It’s another one of those concepts that seems straight out of science fiction: robots capable of “swimming” in the human body for therapeutic means. But a new study on the motion of unicellular organisms from the International School for Advanced Studies (SISSA) in Trieste, Italy, illustrates knowledge that could be applied to exactly that purpose.

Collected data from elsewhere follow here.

//! Workflow graph: nodes and the static edge table.

use std::fmt;

use serde::{Deserialize, Serialize};

/// A step in the triage graph.
#[derive(Debug, Clone, Copy, PartialEq, Eq, Hash, Serialize, Deserialize)]
#[serde(rename_all = "snake_case")]
pub enum Node {
    LoadInbox,
    CheckQueueEmpty,
    Categorize,
    ConstructQueries,
    Retrieve,
    Draft,
    Proofread,
    Dispatch,
    SkipUnrelated,
    Escalate,
    End,
}

impl Node {
    pub const INITIAL: Node = Node::LoadInbox;

    pub const ALL: [Node; 11] = [
        Self::LoadInbox,
        Self::CheckQueueEmpty,
        Self::Categorize,
        Self::ConstructQueries,
        Self::Retrieve,
        Self::Draft,
        Self::Proofread,
        Self::Dispatch,
        Self::SkipUnrelated,
        Self::Escalate,
        Self::End,
    ];

    pub fn as_str(&self) -> &'static str {
        match self {
            Self::LoadInbox => "load_inbox",
            Self::CheckQueueEmpty => "check_queue_empty",
            Self::Categorize => "categorize",
            Self::ConstructQueries => "construct_queries",
            Self::Retrieve => "retrieve",
            Self::Draft => "draft",
            Self::Proofread => "proofread",
            Self::Dispatch => "dispatch",
            Self::SkipUnrelated => "skip_unrelated",
            Self::Escalate => "escalate",
            Self::End => "end",
        }
    }

    /// Every node this node may route to.
    ///
    /// `Categorize` through `Proofread` and `Dispatch` may also reach
    /// `CheckQueueEmpty` directly when a capability failure escalates the
    /// current email.
    pub fn successors(&self) -> &'static [Node] {
        use Node::*;
        match self {
            LoadInbox => &[CheckQueueEmpty],
            CheckQueueEmpty => &[End, Categorize],
            Categorize => &[SkipUnrelated, ConstructQueries, CheckQueueEmpty],
            ConstructQueries => &[Retrieve, CheckQueueEmpty],
            Retrieve => &[Draft, CheckQueueEmpty],
            Draft => &[Proofread, CheckQueueEmpty],
            Proofread => &[Dispatch, Draft, Escalate, CheckQueueEmpty],
            Dispatch => &[CheckQueueEmpty],
            SkipUnrelated => &[CheckQueueEmpty],
            Escalate => &[CheckQueueEmpty],
            End => &[],
        }
    }

    pub fn is_terminal(&self) -> bool {
        matches!(self, Self::End)
    }

    /// Whether a failed capability call in this node is retried once.
    pub fn retries_on_failure(&self) -> bool {
        matches!(
            self,
            Self::Categorize
                | Self::ConstructQueries
                | Self::Retrieve
                | Self::Draft
                | Self::Proofread
        )
    }
}

impl fmt::Display for Node {
    fn fmt(&self, f: &mut fmt::Formatter<'_>) -> fmt::Result {
        f.write_str(self.as_str())
    }
}

/// Serializable view of the graph, for dashboards.
#[derive(Debug, Clone, Serialize)]
pub struct GraphDescription {
    pub initial: Node,
    pub nodes: Vec<Node>,
    pub edges: Vec<(Node, Node)>,
}

pub fn describe() -> GraphDescription {
    let edges = Node::ALL
        .iter()
        .flat_map(|from| from.successors().iter().map(move |to| (*from, *to)))
        .collect();
    GraphDescription {
        initial: Node::INITIAL,
        nodes: Node::ALL.to_vec(),
        edges,
    }
}
//! Per-node events for external observability.

use chrono::{DateTime, Utc};
use serde::{Deserialize, Serialize};
use tokio::sync::mpsc;
use uuid::Uuid;

use super::node::Node;

#[derive(Debug, Clone, Copy, PartialEq, Eq, Serialize, Deserialize)]
#[serde(rename_all = "UPPERCASE")]
pub enum EventLevel {
    Info,
    Warning,
    Error,
}

/// One structured event emitted while a node runs.
#[derive(Debug, Clone, Serialize, Deserialize)]
pub struct NodeEvent {
    pub run_id: Uuid,
    pub timestamp: DateTime<Utc>,
    pub node: Node,
    pub message: String,
    pub level: EventLevel,
}

impl NodeEvent {
    pub fn new(run_id: Uuid, node: Node, level: EventLevel, message: impl Into<String>) -> Self {
        Self {
            run_id,
            timestamp: Utc::now(),
            node,
            message: message.into(),
            level,
        }
    }
}

/// Destination for node events.
pub trait EventSink: Send + Sync {
    fn emit(&self, event: &NodeEvent);
}

/// Forwards events to `tracing`.
#[derive(Debug, Default, Clone, Copy)]
pub struct TracingSink;

impl EventSink for TracingSink {
    fn emit(&self, event: &NodeEvent) {
        match event.level {
            EventLevel::Info => tracing::info!(
                run_id = %event.run_id,
                node = %event.node,
                "{}",
                event.message
            ),
            EventLevel::Warning => tracing::warn!(
                run_id = %event.run_id,
                node = %event.node,
                "{}",
                event.message
            ),
            EventLevel::Error => tracing::error!(
                run_id = %event.run_id,
                node = %event.node,
                "{}",
                event.message
            ),
        }
    }
}

/// Forwards events into an unbounded channel (backs the streaming endpoint).
///
/// A closed receiver is ignored; the run keeps going.
#[derive(Debug, Clone)]
pub struct ChannelSink {
    tx: mpsc::UnboundedSender<NodeEvent>,
}

impl ChannelSink {
    pub fn new() -> (Self, mpsc::UnboundedReceiver<NodeEvent>) {
        let (tx, rx) = mpsc::unbounded_channel();
        (Self { tx }, rx)
    }
}

impl EventSink for ChannelSink {
    fn emit(&self, event: &NodeEvent) {
        let _ = self.tx.send(event.clone());
    }
}

#[cfg(test)]
mod tests {
    use super::*;

    #[test]
    fn channel_sink_forwards_events() {
        let (sink, mut rx) = ChannelSink::new();
        let run_id = Uuid::new_v4();
        sink.emit(&NodeEvent::new(
            run_id,
            Node::LoadInbox,
            EventLevel::Info,
            "Loading inbox emails",
        ));
        let event = rx.try_recv().unwrap();
        assert_eq!(event.run_id, run_id);
        assert_eq!(event.node, Node::LoadInbox);
        assert_eq!(event.message, "Loading inbox emails");
    }

    #[test]
    fn channel_sink_ignores_closed_receiver() {
        let (sink, rx) = ChannelSink::new();
        drop(rx);
        sink.emit(&NodeEvent::new(
            Uuid::new_v4(),
            Node::End,
            EventLevel::Info,
            "Workflow completed",
        ));
    }

    #[test]
    fn event_serializes_level_uppercase() {
        let event = NodeEvent::new(Uuid::new_v4(), Node::Escalate, EventLevel::Warning, "x");
        let json = serde_json::to_value(&event).unwrap();
        assert_eq!(json["level"], "WARNING");
        assert_eq!(json["node"], "escalate");
        assert!(json["timestamp"].is_string());
    }
}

The study tracks the three-dimensional trajectories of Euglena gracilis, a unicellular organism commonly found in freshwater basins and ponds. E. gracilis is one species of euglenids, which move by means of lash-like appendages called flagella. The researchers, led by Prof. Antonio DeSimone, used a Kepler-inspired method to go beyond what is possible to observe with microscopes, which provide only a two-dimensional “slice” of the organism’s movement. By combining high-resolution temporal footage with a mathematical model describing the relevant physics, the team reconstructed the organism’s helical motion, along with the complex waveforms of its beating flagellum — in effect, its propulsion engine.
The same sort of approach was used by 17th-century scientists Isaac Newton and Johannes Kepler to reconstruct Tycho Brahe’s observations on the orbits of planets in the solar system. “The moon and the planets in the sky, seen from the Earth, move along seemingly complicated and mysterious paths,” explain the study’s authors. “Once it is understood that these celestial bodies revolve around the Sun…we can combine this knowledge translated into precise formulas with the sinuous paths in the sky, and we can describe their real movement in great detail.”

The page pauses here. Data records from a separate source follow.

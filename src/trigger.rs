//! Poll-mode trigger: start a run on a fixed interval.

use std::sync::Arc;
use std::sync::atomic::{AtomicBool, Ordering};
use std::time::Duration;

use tokio::task::JoinHandle;
use tokio::time::MissedTickBehavior;
use tracing::{debug, error, info};

use crate::server::RunRegistry;
use crate::workflow::{RunContext, RunState, WorkflowEngine};

/// Spawn a background task that starts one run per tick.
///
/// Ticks are not overlapped: a tick that comes due while a run is still in
/// progress is skipped. Returns a `JoinHandle` and a shutdown flag. Set the
/// flag to stop polling.
pub fn spawn_poll_loop(
    engine: Arc<WorkflowEngine>,
    registry: Arc<RunRegistry>,
    interval: Duration,
) -> (JoinHandle<()>, Arc<AtomicBool>) {
    let shutdown = Arc::new(AtomicBool::new(false));
    let shutdown_flag = Arc::clone(&shutdown);

    let handle = tokio::spawn(async move {
        info!("Poll trigger started, running every {}s", interval.as_secs());

        let mut tick = tokio::time::interval(interval);
        tick.set_missed_tick_behavior(MissedTickBehavior::Skip);

        loop {
            tick.tick().await;

            if shutdown.load(Ordering::Relaxed) {
                info!("Poll trigger shutting down");
                return;
            }

            poll_once(&engine, &registry).await;
        }
    });

    (handle, shutdown_flag)
}

/// Run a single triage pass and log how it ended.
async fn poll_once(engine: &WorkflowEngine, registry: &RunRegistry) {
    let ctx = RunContext::new();
    registry.register(ctx.clone()).await;
    debug!(run_id = %ctx.id(), "Poll tick, starting run");

    match engine.run_with(RunState::default(), &ctx).await {
        Ok(report) => {
            let status = ctx.status().await;
            info!(
                run_id = %report.run_id,
                replied = status.replied,
                skipped = status.skipped,
                escalated = status.escalated,
                "Poll run finished"
            );
        }
        Err(e) => error!(run_id = %ctx.id(), error = %e, "Poll run failed"),
    }
}

#[cfg(test)]
mod tests {
    use super::*;
    use crate::config::EngineConfig;
    use crate::ports::scripted::Scripted;
    use crate::workflow::state::{Category, EmailRecord};

    #[tokio::test]
    async fn poll_loop_runs_and_stops() {
        let scripted = Scripted::new(
            vec![EmailRecord {
                id: "1".into(),
                sender: "jo@client.com".into(),
                body: "Repay on maturity".into(),
                ..Default::default()
            }],
            Category::MaturityRepayment,
            1,
        );
        let engine = Arc::new(WorkflowEngine::new(
            scripted.capabilities(),
            EngineConfig::default(),
        ));
        let registry = Arc::new(RunRegistry::new());

        let (handle, shutdown) =
            spawn_poll_loop(engine, registry.clone(), Duration::from_millis(20));
        tokio::time::sleep(Duration::from_millis(90)).await;
        shutdown.store(true, Ordering::Relaxed);
        tokio::time::timeout(Duration::from_secs(1), handle)
            .await
            .unwrap()
            .unwrap();

        assert!(scripted.inbox.log.calls() >= 2);
        assert_eq!(scripted.dispatcher.sent().len(), 1);
        assert!(!registry.is_empty().await);
    }

    #[tokio::test]
    async fn failed_poll_does_not_stop_the_loop() {
        let scripted = Scripted::new(Vec::new(), Category::MaturityRepayment, 1);
        scripted.inbox.log.fail_next(1);
        let engine = Arc::new(WorkflowEngine::new(
            scripted.capabilities(),
            EngineConfig::default(),
        ));
        let registry = Arc::new(RunRegistry::new());

        let (handle, shutdown) =
            spawn_poll_loop(engine, registry.clone(), Duration::from_millis(20));
        tokio::time::sleep(Duration::from_millis(90)).await;
        shutdown.store(true, Ordering::Relaxed);
        let _ = tokio::time::timeout(Duration::from_secs(1), handle).await;

        assert!(scripted.inbox.log.calls() >= 2);
    }
}
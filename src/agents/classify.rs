//! Email classification and retrieval-query construction.

use std::sync::Arc;

use async_trait::async_trait;
use serde::Deserialize;
use tracing::{debug, warn};

use super::{complete_json, prompts};
use crate::error::PortError;
use crate::llm::{ChatMessage, LlmProvider, parse_json_reply};
use crate::ports::{Classification, Classifier, QueryConstructor};
use crate::workflow::state::Category;

const CLASSIFY_MAX_TOKENS: u32 = 128;
const QUERIES_MAX_TOKENS: u32 = 256;

#[derive(Debug, Deserialize)]
struct ClassifyReply {
    category: String,
    #[serde(default)]
    signatory_count: Option<u32>,
}

fn parse_classification(raw: &str) -> Result<Classification, String> {
    let reply: ClassifyReply = parse_json_reply(raw).map_err(|e| e.to_string())?;
    let category: Category = reply.category.parse()?;
    Ok(Classification {
        category,
        signatory_count: reply.signatory_count.unwrap_or(1),
    })
}

pub struct LlmClassifier {
    llm: Arc<dyn LlmProvider>,
}

impl LlmClassifier {
    pub fn new(llm: Arc<dyn LlmProvider>) -> Self {
        Self { llm }
    }
}

#[async_trait]
impl Classifier for LlmClassifier {
    async fn classify(&self, body: &str) -> Result<Classification, PortError> {
        let messages = vec![
            ChatMessage::system(prompts::classify_system_prompt()),
            ChatMessage::user(prompts::classify_user_prompt(body)),
        ];
        let raw = complete_json(self.llm.as_ref(), messages, CLASSIFY_MAX_TOKENS)
            .await
            .map_err(|e| PortError::ClassificationFailed(e.to_string()))?;

        parse_classification(&raw).map_err(|e| {
            warn!(raw_response = %raw, error = %e, "Unparseable classification");
            PortError::ClassificationFailed(e)
        })
    }
}

#[derive(Debug, Deserialize)]
struct QueriesReply {
    queries: Vec<String>,
}

pub struct LlmQueryConstructor {
    llm: Arc<dyn LlmProvider>,
}

impl LlmQueryConstructor {
    pub fn new(llm: Arc<dyn LlmProvider>) -> Self {
        Self { llm }
    }
}

#[async_trait]
impl QueryConstructor for LlmQueryConstructor {
    async fn construct_queries(&self, body: &str) -> Result<Vec<String>, PortError> {
        let messages = vec![
            ChatMessage::system(prompts::queries_system_prompt()),
            ChatMessage::user(prompts::queries_user_prompt(body)),
        ];
        let raw = complete_json(self.llm.as_ref(), messages, QUERIES_MAX_TOKENS)
            .await
            .map_err(|e| PortError::QueryConstructionFailed(e.to_string()))?;

        let reply: QueriesReply = parse_json_reply(&raw).map_err(|e| {
            warn!(raw_response = %raw, error = %e, "Unparseable query list");
            PortError::QueryConstructionFailed(e.to_string())
        })?;
        let queries: Vec<String> = reply
            .queries
            .into_iter()
            .map(|q| q.trim().to_string())
            .filter(|q| !q.is_empty())
            .collect();
        if queries.is_empty() {
            return Err(PortError::QueryConstructionFailed(
                "model returned no queries".into(),
            ));
        }
        debug!(count = queries.len(), "Constructed retrieval queries");
        Ok(queries)
    }
}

The methodology used suggests that all flagellated organisms move with helical trajectories when they beat their flagellum periodically in time: a universal law of motion based on flagellar propulsion. "For years, many laboratories in the world have been studying how to exploit the way biological organisms move and apply it to technology,” notes DeSimone. “Small organisms such as euglenids are particularly interesting for medical applications, for example.”
Under DeSimone’s direction, mathematical models of biological movement designed for application into various fields have been created in the Sensing and Moving Bioinspired Artifacts (SAMBA) laboratory at SISSA. The lab also develops microrobot prototypes, sometimes inspired by euglenids, which may also be used as the basis for devices capable of moving inside the human body for therapeutic purposes.